Apex Global Brands Reports Third Quarter 2021 Financial Results

Sherman Oaks, CA  Apex Global Brands reported financial results for its third quarter of Fiscal 2021, which ended October 31, 2020.

“Consistent with the overall retail sector, we continued to see challenges in the third quarter,” said Henry Stupp, Chief Executive Officer of Apex Global Brands.  “The COVID-19 pandemic continues to impact our business.  While our licensees and business partners are adapting, it remains difficult to predict the near-term impact, let alone the long-term impact, on our business.  We are experiencing both weekly changes to retail operations depending on the safer-at-home policies of individual states and countries that limit in-person shopping capacity, yet many of our global retail partners are seeing a rise in online shopping.  Nevertheless, given the current state of the economy, we cannot predict if that shift to online purchasing will result in a successful holiday shopping season.”

Mr. Stupp continued, “Given the current macro conditions, we continue to make efforts to rationalize our costs and improve the efficiencies of our operations.  We have successfully reduced our costs, and, on a year-to-date basis, our SG&A expenses declined by 28% over the prior-year period.  In addition, as I noted in the prior quarter, we are achieving increased efficiency due to our extensive asset library and the introduction of newer technologies, such as 3D product development and virtual brand showrooms, which make remote working more effective.  As we enter the new calendar year, we will continue to adapt our business and work closely with each of our licensees and retail partners to best meet the challenges of the retail industry.”

CARES Act Benefits

Apex Global Brands expects to receive federal income tax refunds of approximately $9.1 million resulting from changes to the net operating losses carryback provisions of the federal tax code that came from the Coronavirus Aid, Relief, and Economic Security (“CARES”) Act. The Company has submitted refund claims to the Internal Revenue Service for a portion of these tax refunds. However, the timing of these future cash receipts is unknown due to processing delays by the Internal Revenue Service related to the COVID-19 pandemic. A significant portion of these refunds are contractually required to pay down obligations to the Company’s senior secured lenders.
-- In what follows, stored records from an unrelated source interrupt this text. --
impl<'s> Cursor<'s> {
    fn current(&self) -> &'s Token {
        self.nth(0)
    }

    fn nth(&self, n: usize) -> &'s Token {
        self.lexemes
            .get(self.pos + n)
            .map(|l| &l.token)
            .unwrap_or(&Token::Eof)
    }

    fn advance(&mut self) {
        if self.pos < self.lexemes.len() {
            self.pos += 1;
        }
    }

    fn eat(&mut self, token: &Token) -> bool {
        if self.current() == token {
            self.advance();
            true
        } else {
            false
        }
    }

    fn eat_all(&mut self, tokens: &[Token]) -> bool {
        let matched = tokens.iter().enumerate().all(|(i, t)| self.nth(i) == t);
        if matched {
            self.pos += tokens.len();
        }
        matched
    }

    fn skip_if_not_exists(&mut self) {
        self.eat_all(&[Token::If, Token::Not, Token::Exists]);
    }

    fn skip_if_exists(&mut self) {
        self.eat_all(&[Token::If, Token::Exists]);
    }

    /// `name` or `schema.name`; yields the last part.
    fn table_name(&mut self) -> Option<String> {
        let Token::Ident(name) = self.current() else {
            return None;
        };
        self.advance();

        if self.current() == &Token::Dot {
            if let Token::Ident(inner) = self.nth(1) {
                self.pos += 2;
                return Some(inner.clone());
            }
        }
        Some(name.clone())
    }

    /// Split the body of an already opened parenthesis into comma-separated
    /// fragments at its own nesting level. Stops after the matching `)` or at
    /// the end of input when the group is unterminated.
    fn group_fragments(&mut self) -> Vec<&'s [Lexeme]> {
        let lexemes = self.lexemes;
        let mut fragments = Vec::new();
        let mut depth = 0usize;
        let mut start = self.pos;

        loop {
            match self.current() {
                Token::LParen => depth += 1,
                Token::RParen if depth > 0 => depth -= 1,
                Token::Comma if depth == 0 => {
                    fragments.push(&lexemes[start..self.pos]);
                    start = self.pos + 1;
                }
                Token::RParen => {
                    fragments.push(&lexemes[start..self.pos]);
                    self.advance();
                    return fragments;
                }
                Token::Eof => {
                    let end = self.pos.min(lexemes.len());
                    fragments.push(&lexemes[start.min(end)..end]);
                    return fragments;
                }
                _ => {}
            }
            self.advance();
        }
    }
}

/// Table name the draft operates on, if any shape names one.
pub fn detect_table(draft: &str) -> Option<String> {
    Scan::new(draft).table_reference()
}

/// Parse a `CREATE TABLE` shape into its ordered columns.
pub fn parse_create_table(draft: &str) -> Option<TableDef> {
    Scan::new(draft).create_table()
}

pub fn parse_statement(draft: &str) -> ParsedStatement {
    Scan::new(draft).statement()
}

/// In-progress value tuples of insert-style text.
pub fn extract_rows(draft: &str) -> Vec<RowTuple> {
    Scan::new(draft).row_tuples()
}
In April 2020, the Company received a $0.7 million Paycheck Protection Program loan under the CARES Act. The Paycheck Protection Program Flexibility Act has extended the time frame to use these loan proceeds for payroll, rent, utilities and interest. A substantial portion of this loan is expected to be forgiven.

Forbearance

Apex Global Brands and its senior secured lender agreed on December 15, 2020 to amend their credit agreement and extend the forbearance through December 31, 2020 or March 31, 2021 if certain milestones are met. The forbearance agreement has provisions that assist Apex’s cash management and requires the Company to continue to evaluate strategic alternatives designed to provide liquidity to refinance the term loans under the senior secured credit facility. In exchange for these concessions, the senior secured lender will receive additional fees, which together with other exit fees, are expected to total approximately $2.5 million. The forbearance agreement accelerates the maturity of the underlying debt from August 3, 2021 to March 31, 2021 or to December 31, 2020 if certain milestones are not met.

Revenues

Revenues were $4.1 million in the third quarter of Fiscal 2021, a decrease of 17% from $4.9 million in the third quarter of the prior year.   The decline in third quarter revenues reflects the non-renewal of certain licenses and the decrease in sales of licensees’ products stemming from the COVID-19 pandemic. For the first nine months of Fiscal 2021, revenues totaled $12.5 million, a decrease of 20% from $15.5 million in the first nine months of Fiscal 2020.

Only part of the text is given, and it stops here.